Sent from my LG-H872 using Tapatalk


----------



## snoman701 (Dec 8, 2017)

SMD = Surface Mount Device
Such as MLCC (multi layer ceramic capacitor)
As opposed to axial capacitor or CERDIP ceramic dual inline package IC (integrated circuit)


----------



## rickzeien (Dec 8, 2017)

snoman701 said:


> SMD = Surface Mount Device
> Such as MLCC (multi layer ceramic capacitor)
> As opposed to axial capacitor or CERDIP ceramic dual inline package IC (integrated circuit)


TY much

Sent from my LG-H872 using Tapatalk


----------



## anachronism (Dec 8, 2017)

It's actually far quicker to soak the AMD procs (without the aluminium lids, don't ever do them with the lids) in HCl and the SMDs will drop off.


----------



## rickzeien (Dec 8, 2017)

anachronism said:


> It's actually far quicker to soak the AMD procs (without the aluminium lids, don't ever do them with the lids) in HCl and the SMDs will drop off.
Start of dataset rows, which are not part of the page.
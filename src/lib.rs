//! Batch image generation for vocabulary word lists.
//!
//! Words are turned into short visual descriptions, composed into image
//! prompts, rendered by a queued image service and saved locally, with a
//! ledger that makes long runs resumable.

#![allow(clippy::multiple_crate_versions)]
#![deny(clippy::all)]
#![deny(clippy::await_holding_lock)]
#![deny(clippy::complexity)]
#![deny(clippy::correctness)]
#![deny(clippy::disallowed_methods)]
#![deny(clippy::expect_used)]
#![deny(clippy::needless_pass_by_value)]
#![deny(clippy::panic)]
#![deny(clippy::perf)]
#![deny(clippy::trivially_copy_pass_by_ref)]
#![deny(clippy::unreachable)]
#![deny(clippy::unwrap_used)]
#![forbid(unsafe_code)]
#![deny(missing_docs)]

pub mod batch;
pub mod cli;
pub mod config;
pub mod constants;
pub mod descriptions;
pub mod error;
pub mod image_job;
pub mod ledger;
pub mod prompt;
pub mod storage;
pub mod words;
TY. I appreciate the response

Sent from my LG-H872 using Tapatalk


----------



## rickzeien (Dec 13, 2017)

rickzeien said:


> anachronism said:
> 
> 
> > It's actually far quicker to soak the AMD procs (without the aluminium lids, don't ever do them with the lids) in HCl and the SMDs will drop off.
> ...


How about the Pins. Do I need to remove them first? Or process on AR with them on? 

Sent from my LG-H872 using Tapatalk


----------